English for Mojo Developers

Master the English vocabulary Mojo developers use for ownership, structs, and MLIR-backed performance when discussing systems-level AI code with a team.

Mojo positions itself as “Python’s syntax with systems-level performance,” which means its English vocabulary borrows familiar Python words while attaching much stricter, Rust-like meanings around ownership and value semantics — a gap that trips up developers coming from pure Python. This guide covers the English used when discussing Mojo code with a team.

Key Vocabulary

Ownership — Mojo’s compile-time-tracked model of which variable is responsible for a value’s lifetime, determining when it’s copied, borrowed, or moved, similar in spirit to Rust’s ownership model. “This function takes the list by value instead of borrowing it — that forces an implicit copy on every call, which defeats the performance win we wanted from Mojo.”

Struct (vs. class) — a value-type data structure with static dispatch and no implicit inheritance, used for performance-critical code, contrasted with Mojo’s Python-compatible classes which retain dynamic, reference-type behavior. “Use a struct here, not a class — we need value semantics and static dispatch for this hot loop, and a class would add reference-counting overhead we don’t need.”

Borrowed / owned / inout — Mojo’s argument conventions specifying whether a function reads a value without taking ownership (borrowed), takes ownership (owned), or can mutate the caller’s value in place (inout). “Mark this parameter inout instead of owned — we want the function to mutate the caller’s buffer directly, not take ownership and hand back a new one.”

MLIR (Multi-Level Intermediate Representation) — the compiler infrastructure Mojo is built on, which lets it generate highly optimized code for different hardware targets, including CPUs and GPUs, from the same source. “The reason this loop vectorizes so well isn’t magic — it’s Mojo lowering to MLIR and letting the same optimization passes used for other hardware targets apply here too.”

SIMD type — a built-in vectorized type representing multiple scalar values processed in parallel by a single instruction, exposed directly in Mojo’s type system rather than hidden behind a library. “Instead of looping element by element, use a SIMD type here so the compiler can emit vectorized instructions directly instead of relying on auto-vectorization guesses.”

Zero-cost abstraction — a language feature (like Mojo’s structs or its ownership checks) that adds no runtime overhead compared to hand-written low-level code, with all the safety or ergonomics enforced at compile time. “The bounds checking here is a zero-cost abstraction — it’s fully validated at compile time, so there’s no runtime penalty compared to writing the unsafe raw-pointer version by hand.”

Common Phrases

  • “Is this parameter borrowed, owned, or inout — and does that match what the function actually needs to do?”
  • “Should this be a struct instead of a class, given we need value semantics here?”
  • “Is this loop using a SIMD type, or relying on the compiler to auto-vectorize?”
  • “Does this abstraction have any runtime cost, or is it fully resolved at compile time?”
  • “Is this copy implicit because of the ownership convention, or is it necessary?”

Example Sentences

Reviewing a pull request: “This function declares the buffer parameter as owned but never actually needs to keep it — switching to borrowed avoids an unnecessary copy on every call.”

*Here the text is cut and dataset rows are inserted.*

//! Validated tail bounds for truncated local expansions.
//!
//! After computing coefficients `a_0 .. a_{N-1}` of a local solution, the
//! discarded tail must be bounded rigorously. The recurrence
//! `R_0(α+n) a_n = -Σ_{m≥1} R_m(α+n-m) a_{n-m}` is absolutized: with
//! envelopes `C_m ≥ sup_{n≥N} |R_m-action| / |R_0-action|` a ratio test
//! closes by induction, proving `|a_n| ≤ A βⁿ` for all `n ≥ N` from the
//! last computed window. All arithmetic here is f64 with outward
//! rounding; exactness lives upstream in the recurrence itself.
//!
//! The nilpotent log-coupling is absorbed by summing scaled derivative
//! magnitudes: `Σ_i |R^{(i)}(s)|/i!` is bounded by the absolute-value
//! polynomial of `R` evaluated at `|s|+1`, which also covers the block
//! action on every log column.

use prolatio_ball::round::{dn_mul, dn_sub, up_add, up_div, up_mul, up_pow};

use crate::coeffs::QiNum;
use crate::operator::ThetaForm;

/// Maximum admissible `β·|dz|`; beyond this the geometric tail converges
/// too slowly to certify.
pub const MAX_X: f64 = 0.75;

/// How many indices past the truncation are checked pointwise before the
/// asymptotic regime takes over.
const SCAN_SPAN: usize = 1024;

/// Why a tail could not be certified.
#[derive(Clone, Copy, PartialEq, Eq, Debug)]
pub enum BoundFailure {
    /// More computed terms would help: the failure is near the
    /// truncation index.
    NeedLargerN,
    /// No admissible growth rate fits this step length; the step must be
    /// subdivided.
    StepTooLong,
}

/// The absolutized recurrence: everything the ratio test needs, reduced
/// to non-negative f64 data.
#[derive(Clone, Debug)]
pub struct RecAbs {
    /// `babs[m]` holds upper bounds on the absolute values of the
    /// coefficients of `R_m` shifted to `α` (ascending degrees).
    babs: Vec<Vec<f64>>,
    /// Lower bound on the leading coefficient of the indicial polynomial.
    lead_dn: f64,
    /// Upper bounds on `|ρ - α|` for every indicial root `ρ`, with
    /// multiplicity.
    root_dist: Vec<f64>,
}

impl RecAbs {
    /// Builds the absolutized recurrence for exponent `α` from the
    /// θ-form and the exact indicial roots.
    #[must_use]
    pub fn new(
        tf: &ThetaForm,
        alpha: &QiNum,
        roots: &[(QiNum, usize)],
    ) -> Self {
        let babs = (0..=tf.bandwidth())
            .map(|m| {
                tf.rpoly(m)
                    .shift(alpha)
                    .coeffs()
                    .iter()
                    .map(|c| c.to_ball(64).mag_upper())
                    .collect()
            })
            .collect();
        let lead_dn = tf
            .indicial()
            .leading_coeff()
            .to_ball(64)
            .mig_lower();
        let mut root_dist = Vec::new();
        for (rho, mult) in roots {
            let d = (rho.clone() - alpha.clone()).to_ball(64).mag_upper();
            for _ in 0..*mult {
                root_dist.push(d);
            }
        }
        Self {
            babs,
            lead_dn,
            root_dist,
        }
    }

    /// The recurrence band width `M`.
    #[must_use]
    pub fn bandwidth(&self) -> usize {
        self.babs.len() - 1
    }

    fn order(&self) -> usize {
        self.root_dist.len()
    }

    /// Upper bound on `Σ_i |R_m^{(i)}(α+ν)| / i!` for integer `ν ≥ 0`.
    fn envelope(&self, m: usize, nu: f64) -> f64 {
        eval_up(&self.babs[m], up_add(nu, 1.0))
    }

    /// Lower bound on the invertibility margin of the `R_0` block at
    /// `α+n`: `|R_0(α+n)| - Σ_{i≥1} |R_0^{(i)}(α+n)| / i!`.
    fn dlow(&self, n: f64) -> f64 {
        let mut prod = self.lead_dn;
        for d in &self.root_dist {
            let f = dn_sub(n, *d);
            if f <= 0.0 {
                return 0.0;
            }
            prod = dn_mul(prod, f);
        }
        // B(n+1) - B(n) ≤ B'(n+1) since B' has non-negative coefficients.
        let der: Vec<f64> = self.babs[0]
            .iter()
            .enumerate()
            .skip(1)
            .map(|(j, b)| up_mul(j as f64, *b))
            .collect();
        dn_sub(prod, eval_up(&der, up_add(n, 1.0)))
    }

    /// Start of the asymptotic regime: for `n` past this index,
    /// `dlow(n) ≥ 0.7 · lead · n^r` holds.
    fn asymptotic_start(&self) -> f64 {
        let r = self.order() as f64;
        let dmax = self
            .root_dist
            .iter()
            .fold(0.0_f64, |a, b| a.max(*b));
        let psi0p: f64 = self.babs[0]
            .iter()
            .enumerate()
            .skip(1)
            .fold(0.0, |a, (j, b)| up_add(a, up_mul(j as f64, *b)));
        let scale = (dmax + 1.0).max(psi0p / self.lead_dn).max(1.0);
        (8.0 * r * scale).ceil()
    }

    /// Upper bound on `sup_{n ≥ ncap} envelope(m, n-m) / dlow(n)`.
    fn asymptotic_ratio(&self, m: usize, ncap: f64) -> f64 {
        let r = self.order();
        let b = &self.babs[m];
        let b_top = b.get(r).copied().unwrap_or(0.0);
        let mut rest = 0.0;
        for (j, c) in b.iter().enumerate() {
            if j < r {
                rest = up_add(rest, *c);
            }
        }
        // envelope(m, n) ≤ (b_top + rest/ncap + slack for the +1 shift)·n^r.
        // The argument shift by one is absorbed by evaluating rest at
        // degree r-1 against (n+1) ≤ 2n for n ≥ 1.
        let shifted_top = up_mul(b_top, up_pow(1.0 + 1.0 / ncap, r));
        let num = up_add(shifted_top, up_div(up_mul(rest, up_pow(2.0, r)), ncap));
        up_div(num, dn_mul(0.7, self.lead_dn))
    }
}

/// Horner evaluation with upward rounding; coefficients and point are
/// non-negative.
fn eval_up(coeffs: &[f64], x: f64) -> f64 {
    let mut acc = 0.0;
    for c in coeffs.iter().rev() {
        acc = up_add(up_mul(acc, x), *c);
    }
    acc
}

/// A certified geometric bound on a series tail.
///
/// Guarantees `Σ_{n≥n0} |a_n| (n+c)^d |dz|^n ≤ series_tail(d, c)` for the
/// solution whose last computed coefficients produced the window.
#[derive(Clone, Copy, Debug)]
pub struct TailBound {
    /// `β·|dz|`, the certified geometric ratio at the step point.
    x: f64,
    /// `A·xⁿ⁰` where `|a_n| ≤ A βⁿ`: the scaled window amplitude.
    aprime: f64,
    /// Truncation index.
    n0: usize,
}

impl TailBound {
    /// Attempts to certify a tail for truncation index `n0`.
    ///
    /// `window[i]` must be an upper bound on `|a_{n0-M+i}|·|dz|^{n0-M+i}`
    /// (component-wise maximum over log columns), for `i` in `0..M`.
    ///
    /// # Errors
    ///
    /// `StepTooLong` when no admissible rate fits `|dz|`, `NeedLargerN`
    /// when extending the computed range would allow certification.
    pub fn certify(
        rec: &RecAbs,
        n0: usize,
        window: &[f64],
        dz_mag: f64,
    ) -> Result<Self, BoundFailure> {
        let m_band = rec.bandwidth();
        debug_assert_eq!(window.len(), m_band.max(1));
        if dz_mag == 0.0 {
            return Ok(Self {
                x: 0.0,
                aprime: 0.0,
                n0,
            });
        }
        let beta_max = MAX_X / dz_mag;
        let ncap = rec
            .asymptotic_start()
            .max((n0 + SCAN_SPAN) as f64);

        let mut beta = beta_max.min(1.0 / 64.0);
        let mut chosen = None;
        let mut saw_pointwise_failure = false;
        loop {
            match check_rate(rec, n0, ncap, beta) {
                RateCheck::Ok => {
                    chosen = Some(beta);
                    break;
                }
                RateCheck::PointwiseFail => saw_pointwise_failure = true,
                RateCheck::TailFail => {}
            }
            if beta >= beta_max {
                break;
            }
            beta = (beta * std::f64::consts::SQRT_2).min(beta_max);
        }
        let Some(beta) = chosen else {
            return Err(if saw_pointwise_failure {
                BoundFailure::NeedLargerN
            } else {
                BoundFailure::StepTooLong
            });
        };

        let x = up_mul(beta, dz_mag);
        if x > MAX_X {
            return Err(BoundFailure::StepTooLong);
        }
        // A' = max over the window of w_n · x^(n0-n).
        let mut aprime = 0.0_f64;
        for (i, w) in window.iter().enumerate() {
            let e = window.len() - i;
            aprime = aprime.max(up_mul(*w, up_pow(x, e)));
        }
        Ok(Self { x, aprime, n0 })
    }

    /// The certified geometric ratio at the step point.
    #[must_use]
    pub fn x(&self) -> f64 {
        self.x
    }

    /// Upper bound on `Σ_{n≥n0} |a_n| (n+c)^d |dz|^n`.
    ///
    /// `d` is the derivative order (each θ-derivative multiplies the
    /// coefficient by a factor of size at most `n+c`), `c` covers
    /// `|α| + log depth + d`.
    #[must_use]
    pub fn series_tail(&self, d: usize, c: f64) -> f64 {
        if self.aprime == 0.0 {
            return 0.0;
        }
        let nc = up_add(self.n0 as f64, c.max(0.0));
        let growth = up_add(1.0, up_div(1.0, nc));
        let xd = up_mul(self.x, up_pow(growth, d));
        if xd >= 1.0 {
            return f64::INFINITY;
        }
        up_div(
            up_mul(self.aprime, up_pow(nc, d)),
            dn_sub(1.0, xd),
        )
    }
}

enum RateCheck {
    Ok,
    PointwiseFail,
    TailFail,
}

fn check_rate(rec: &RecAbs, n0: usize, ncap: f64, beta: f64) -> RateCheck {
    let m_band = rec.bandwidth();
    let inv_beta = up_div(1.0, beta);

    // Asymptotic regime first: cheap, and failure there is a rate
    // problem rather than a truncation problem.
    let mut tail_sum = 0.0_f64;
    for m in 1..=m_band {
        tail_sum = up_add(
            tail_sum,
            up_mul(rec.asymptotic_ratio(m, ncap), up_pow(inv_beta, m)),
        );
    }
    if tail_sum > 0.5 {
        return RateCheck::TailFail;
    }

    // Pointwise scan over the pre-asymptotic range.
    let mut n = n0 as f64;
    while n <= ncap {
        let d = rec.dlow(n);
        if d <= 0.0 {
            return RateCheck::PointwiseFail;
        }
        let mut s = 0.0_f64;
        for m in 1..=m_band {
            let u = rec.envelope(m, n - m as f64);
            s = up_add(s, up_mul(u, up_pow(inv_beta, m)));
        }
        if up_div(s, d) > 0.5 {
            return RateCheck::PointwiseFail;
        }
        n += 1.0;
    }
    RateCheck::Ok
}

#[cfg(test)]
mod tests {
    use super::*;
    use crate::operator::DiffOp;
    use crate::poly::QPoly;

    fn qp(cs: &[i64]) -> QPoly {
        QPoly::new(cs.iter().map(|&n| QiNum::from_integer(n)).collect())
    }

    fn rec_for(op: &DiffOp) -> RecAbs {
        let tf = op.theta_form(&QiNum::zero());
        let roots = crate::operator::rational_roots(tf.indicial()).unwrap();
        RecAbs::new(&tf, &QiNum::zero(), &roots)
    }

    #[test]
    fn exponential_tail_is_tiny() {
        // y' = y, coefficients 1/n!; truncate at N = 24, dz = 1/2.
        let op = DiffOp::new(vec![qp(&[-1]), qp(&[1])]).unwrap();
        let rec = rec_for(&op);
        let n0 = 24usize;
        // Window holds |a_23|·|dz|^23.
        let mut w = 1.0_f64;
        for k in 1..n0 {
            w = w * 0.5 / k as f64;
        }
        let tb = TailBound::certify(&rec, n0, &[w * 2.0], 0.5).unwrap();
        let tail = tb.series_tail(0, 0.0);
        assert!(tail > 0.0);
        assert!(tail < 1e-20, "tail {tail} too coarse");
        // The certified tail must dominate the true one.
        let truth: f64 = (n0..60)
            .map(|n| {
                let mut t = 1.0_f64;
                for k in 1..=n {
                    t = t * 0.5 / k as f64;
                }
                t
            })
            .sum();
        assert!(tail >= truth);
    }

    #[test]
    fn geometric_series_certifies_short_steps_only() {
        // (1-z) y' - y = 0, a_n = 1: radius of convergence 1.
        let op = DiffOp::new(vec![qp(&[-1]), qp(&[1, -1])]).unwrap();
        let rec = rec_for(&op);
        let n0 = 40usize;
        // Short step certifies.
        let dz: f64 = 0.05;
        let w = dz.powi(n0 as i32 - 1);
        let tb = TailBound::certify(&rec, n0, &[w], dz).unwrap();
        let tail = tb.series_tail(0, 0.0);
        let truth = dz.powi(n0 as i32) / (1.0 - dz);
        assert!(tail >= truth);
        assert!(tail < 1e-30);

        // A step past the singularity cannot certify at any rate.
        let err = TailBound::certify(&rec, n0, &[1.0], 1.5).unwrap_err();
        assert_eq!(err, BoundFailure::StepTooLong);
    }

    #[test]
    fn derivative_tails_grow_polynomially() {
        let op = DiffOp::new(vec![qp(&[-1]), qp(&[1])]).unwrap();
        let rec = rec_for(&op);
        let n0 = 24usize;
        let mut w = 1.0_f64;
        for k in 1..n0 {
            w = w * 0.5 / k as f64;
        }
        let tb = TailBound::certify(&rec, n0, &[w * 2.0], 0.5).unwrap();
        let t0 = tb.series_tail(0, 1.0);
        let t1 = tb.series_tail(1, 1.0);
        let t2 = tb.series_tail(2, 1.0);
        assert!(t0 < t1 && t1 < t2);
        assert!(t2 < 1e-15);
    }

    #[test]
    fn zero_window_gives_zero_tail() {
        let op = DiffOp::new(vec![qp(&[-1]), qp(&[1])]).unwrap();
        let rec = rec_for(&op);
        let tb = TailBound::certify(&rec, 24, &[0.0], 0.5).unwrap();
        assert_eq!(tb.series_tail(0, 0.0), 0.0);
        assert_eq!(tb.series_tail(3, 5.0), 0.0);
    }
}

Explaining a design decision: “We used a struct with inout methods for the matrix type instead of a class, so in-place mutation during the hot path doesn’t allocate or trigger reference counting.”

Describing a performance win: “Rewriting the inner loop with an explicit SIMD type instead of a scalar loop cut the runtime in half, because the compiler no longer had to guess whether vectorization was safe.”

Professional Tips

  • Say “borrowed,” “owned,” and “inout” explicitly when discussing function signatures — these are load-bearing keywords in Mojo, not stylistic choices.
  • When reviewing performance-sensitive code, ask “is this a struct or a class?” — the answer determines whether you’re getting value semantics and static dispatch or reference semantics with overhead.
  • Use “zero-cost abstraction” precisely — it means no runtime cost versus the hand-written low-level equivalent, not merely “efficient.”
  • Distinguish “SIMD type” (an explicit vectorized type in the type system) from “auto-vectorization” (the compiler inferring vectorization from a scalar loop) when discussing why a hot loop is fast or slow.

Practice Exercise

  1. Explain in two sentences why marking a parameter owned when borrowed would suffice can hurt performance.
  2. Write a one-sentence code review comment recommending a struct instead of a class for a performance-critical type.
  3. Describe, in your own words, what “zero-cost abstraction” means in the context of Mojo’s ownership checks.